Micah licked his lips, stalling like the old Mustang he’d had when he was sixteen. “Maybe I didn’t want boring chicken and beans tonight,” he said, silently thanking God when the waitress interrupted, bringing them glasses of water and breadsticks. He wasn’t ready to talk about Jessica yet. Couldn’t they just enjoy their night for a while before his ex squashed it with her proverbial combat boots? “So, tell me about your day.”
Ben blew a breath toward a lock of dark hair falling in his honey-colored eyes. He’d inherited those from his mother. His left arm was too stiff to swipe the hair away, and his right arm—the strong one—was locked on a breadstick, slowly submerging it in pizza sauce. “We had a rally.”
Micah grabbed his own breadstick. “A pep rally?”
“Yeah.” Talking while he chewed, his son’s muddled words were even harder to understand. “Principal Chandler added a new subject to our curriculum. It’s called Good Deeds. We’ll be emailing the wounded soldiers at Camp Leon and writing letters to people in nursing homes. She’s also changing after-school detention to something called the Friendship Club. If you get in trouble, you have to stay after school and work on the campus doing recycling and making new friends.”

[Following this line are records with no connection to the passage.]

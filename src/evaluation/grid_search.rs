//! Exhaustive hyperparameter search over a classifier backend.
//!
//! Each grid maps a parameter name to its candidate values; a search may hold
//! several grids, and every grid is expanded into its cartesian product. All
//! combinations share one feature matrix and one set of fold splits, and are
//! evaluated in parallel. Each rayon task owns its result, so nothing is
//! shared while scoring.

use std::collections::BTreeMap;

use rayon::prelude::*;
use tracing::{debug, info};

use super::kfold::{descending, run_folds, CrossValidationReport, KFold};
use crate::classify::{apply_params, ParamMap, ParamValue};
use crate::errors::{Result, SocialMeterError};
use crate::io::Corpus;
use crate::pipeline::runner::Pipeline;
use crate::pipeline::spec::RuntimeSpec;
use crate::pipeline::traits::{ClassifierBackend, StageType};

/// Candidate values per parameter name.
pub type ParamGrid = BTreeMap<String, Vec<ParamValue>>;

/// One evaluated parameter combination.
#[derive(Debug, Clone)]
pub struct GridPoint {
    pub params: ParamMap,
    pub outcome: Result<CrossValidationReport>,
}

impl GridPoint {
    /// Mean cross-validated accuracy; `None` when the point failed.
    pub fn mean(&self) -> Option<f64> {
        self.outcome
            .as_ref()
            .ok()
            .and_then(CrossValidationReport::mean)
    }
}

/// Grid search configuration.
#[derive(Debug, Clone, Default)]
pub struct GridSearch {
    grids: Vec<ParamGrid>,
    kfold: KFold,
    runtime: RuntimeSpec,
}

impl GridSearch {
    pub fn new(grids: Vec<ParamGrid>) -> Self {
        Self {
            grids,
            ..Self::default()
        }
    }

    pub fn with_kfold(mut self, kfold: KFold) -> Self {
        self.kfold = kfold;
        self
    }

    /// Cap the worker pool. Without a cap rayon's global pool is used.
    pub fn with_max_threads(mut self, max_threads: usize) -> Self {
        self.runtime.max_threads = Some(max_threads);
        self
    }

    /// Take fold count and threading from a spec's runtime section.
    pub fn with_runtime(mut self, runtime: &RuntimeSpec) -> Self {
        self.kfold = KFold::new(runtime.effective_folds());
        self.runtime = runtime.clone();
        self
    }

    pub fn grids(&self) -> &[ParamGrid] {
        &self.grids
    }

    /// Every parameter combination, grid by grid. Within a grid, the last
    /// parameter name (in sorted order) varies fastest. With no grids the
    /// single candidate is the empty map, which scores the backend as is.
    pub fn candidates(&self) -> Vec<ParamMap> {
        if self.grids.is_empty() {
            return vec![ParamMap::new()];
        }
        self.grids.iter().flat_map(expand).collect()
    }

    /// Search over `pipeline`'s classifier backend on `corpus`.
    pub fn search_pipeline(&self, pipeline: &Pipeline, corpus: &Corpus) -> Result<Vec<GridPoint>> {
        let classifier = pipeline.classifier().ok_or(SocialMeterError::NotReady {
            stages: vec![StageType::Classify],
        })?;
        let features = pipeline.extract_features(corpus.texts())?;
        self.search_backend(classifier.backend(), &features, corpus.labels())
    }

    /// Search over `backend` on a precomputed feature matrix.
    ///
    /// Returns points sorted by mean accuracy, best first; points whose
    /// parameters were rejected or whose folds all failed come last.
    pub fn search_backend(
        &self,
        backend: &dyn ClassifierBackend,
        features: &[Vec<f64>],
        labels: &[String],
    ) -> Result<Vec<GridPoint>> {
        if features.len() != labels.len() {
            return Err(SocialMeterError::data(format!(
                "{} feature rows but {} labels",
                features.len(),
                labels.len()
            )));
        }
        let splits = self.kfold.split(labels)?;
        let candidates = self.candidates();
        info!(
            candidates = candidates.len(),
            folds = splits.len(),
            threads = ?self.runtime.effective_threads(),
            "starting grid search"
        );

        let mut points = self.runtime.scoped(|| {
            candidates
                .into_par_iter()
                .map(|params| {
                    let mut model = backend.boxed_clone();
                    let outcome = apply_params(model.as_mut(), &params).and_then(|()| {
                        let report = run_folds(model.as_ref(), &splits, features, labels);
                        report.summary().map(|_| report)
                    });
                    debug!(params = ?params, ok = outcome.is_ok(), "grid point evaluated");
                    GridPoint { params, outcome }
                })
                .collect::<Vec<_>>()
        })?;

        points.sort_by(|a, b| descending(a.mean(), b.mean()));
        Ok(points)
    }
}

/// Cartesian product of one grid. An empty grid yields one empty map; a
/// parameter with no candidates yields nothing.
fn expand(grid: &ParamGrid) -> Vec<ParamMap> {
    grid.iter().fold(vec![ParamMap::new()], |acc, (name, values)| {
        acc.iter()
            .flat_map(|partial| {
                values.iter().map(move |value| {
                    let mut next = partial.clone();
                    next.insert(name.clone(), value.clone());
                    next
                })
            })
            .collect()
    })
}

#[cfg(test)]
mod tests {
    use super::*;
    use crate::classify::KNearestNeighbors;

    fn grid(entries: &[(&str, Vec<ParamValue>)]) -> ParamGrid {
        entries
            .iter()
            .map(|(k, v)| (k.to_string(), v.clone()))
            .collect()
    }

    fn ints(values: &[i64]) -> Vec<ParamValue> {
        values.iter().map(|&v| ParamValue::Int(v)).collect()
    }

    fn texts(values: &[&str]) -> Vec<ParamValue> {
        values.iter().map(|v| ParamValue::Text(v.to_string())).collect()
    }

    #[test]
    fn test_expand_cartesian_product() {
        let search = GridSearch::new(vec![
            grid(&[
                ("n_neighbors", ints(&[1, 3])),
                ("weights", texts(&["uniform", "distance"])),
            ]),
            grid(&[("n_neighbors", ints(&[5]))]),
        ]);
        let candidates = search.candidates();
        assert_eq!(candidates.len(), 5);
        assert_eq!(candidates[0]["n_neighbors"], ParamValue::Int(1));
        assert_eq!(candidates[1]["weights"], ParamValue::Text("distance".into()));
        assert_eq!(candidates[4].len(), 1);
    }

    #[test]
    fn test_expand_edge_cases() {
        assert_eq!(expand(&ParamGrid::new()), vec![ParamMap::new()]);
        assert!(expand(&grid(&[("n_neighbors", vec![])])).is_empty());
    }

    fn clustered() -> (Vec<Vec<f64>>, Vec<String>) {
        let mut features = Vec::new();
        let mut labels = Vec::new();
        for i in 0..12 {
            let class = i % 2;
            features.push(vec![class as f64 * 5.0 + (i as f64) * 0.01]);
            labels.push(class.to_string());
        }
        (features, labels)
    }

    #[test]
    fn test_search_ranks_and_keeps_failures_last() {
        let (features, labels) = clustered();
        let search = GridSearch::new(vec![grid(&[
            ("n_neighbors", vec![ParamValue::Int(1), ParamValue::Text("x".into())]),
        ])])
        .with_kfold(KFold::new(3))
        .with_max_threads(2);

        let points = search
            .search_backend(&KNearestNeighbors::new(), &features, &labels)
            .unwrap();
        assert_eq!(points.len(), 2);
        assert_eq!(points[0].mean(), Some(1.0));
        assert_eq!(points[0].params["n_neighbors"], ParamValue::Int(1));
        assert!(points[1].outcome.as_ref().unwrap_err().is_configuration());
    }

    #[test]
    fn test_search_does_not_touch_backend() {
        let (features, labels) = clustered();
        let backend = KNearestNeighbors::new();
        let before = backend.params();
        GridSearch::new(vec![grid(&[("n_neighbors", ints(&[1, 3, 5]))])])
            .with_kfold(KFold::new(3))
            .search_backend(&backend, &features, &labels)
            .unwrap();
        assert_eq!(backend.params(), before);
        assert!(!backend.is_fitted());
    }

    #[test]
    fn test_no_grids_scores_current_params() {
        let (features, labels) = clustered();
        let search = GridSearch::new(Vec::new()).with_kfold(KFold::new(3));
        assert_eq!(search.candidates(), vec![ParamMap::new()]);

        let points = search
            .search_backend(&KNearestNeighbors::new().with_k(1), &features, &labels)
            .unwrap();
        assert_eq!(points.len(), 1);
        assert!(points[0].params.is_empty());
        assert_eq!(points[0].mean(), Some(1.0));
    }

    #[test]
    fn test_search_needs_a_classifier() {
        let err = GridSearch::default()
            .search_pipeline(&Pipeline::new(), &Corpus::default())
            .unwrap_err();
        assert!(err.is_not_ready());
    }
}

Micah didn’t know what kind of friends were to be made in detention, but before he could think too much on it, the waitress was back to take their orders. He ordered a large pizza, half with just spinach for him and half with ham and sausage for Ben. His little man was a meat lover, and tonight he deserved whatever he wanted. “A club for misbehaving kids, huh?” he asked, recapping the conversation. Breaking his own rule, he reached for a second breadstick, promising himself that he’d run an extra mile in PT tomorrow. “That would’ve been nice last year, huh? A mean kid club.”
Ben stopped dipping his bread for a second, and Micah immediately regretted bringing up the bullies.
“Friendship Club,” Ben corrected quietly, his voice so low that Micah had to guess at what he’d actually said. “And the kids in the club have to do nice things for everyone.”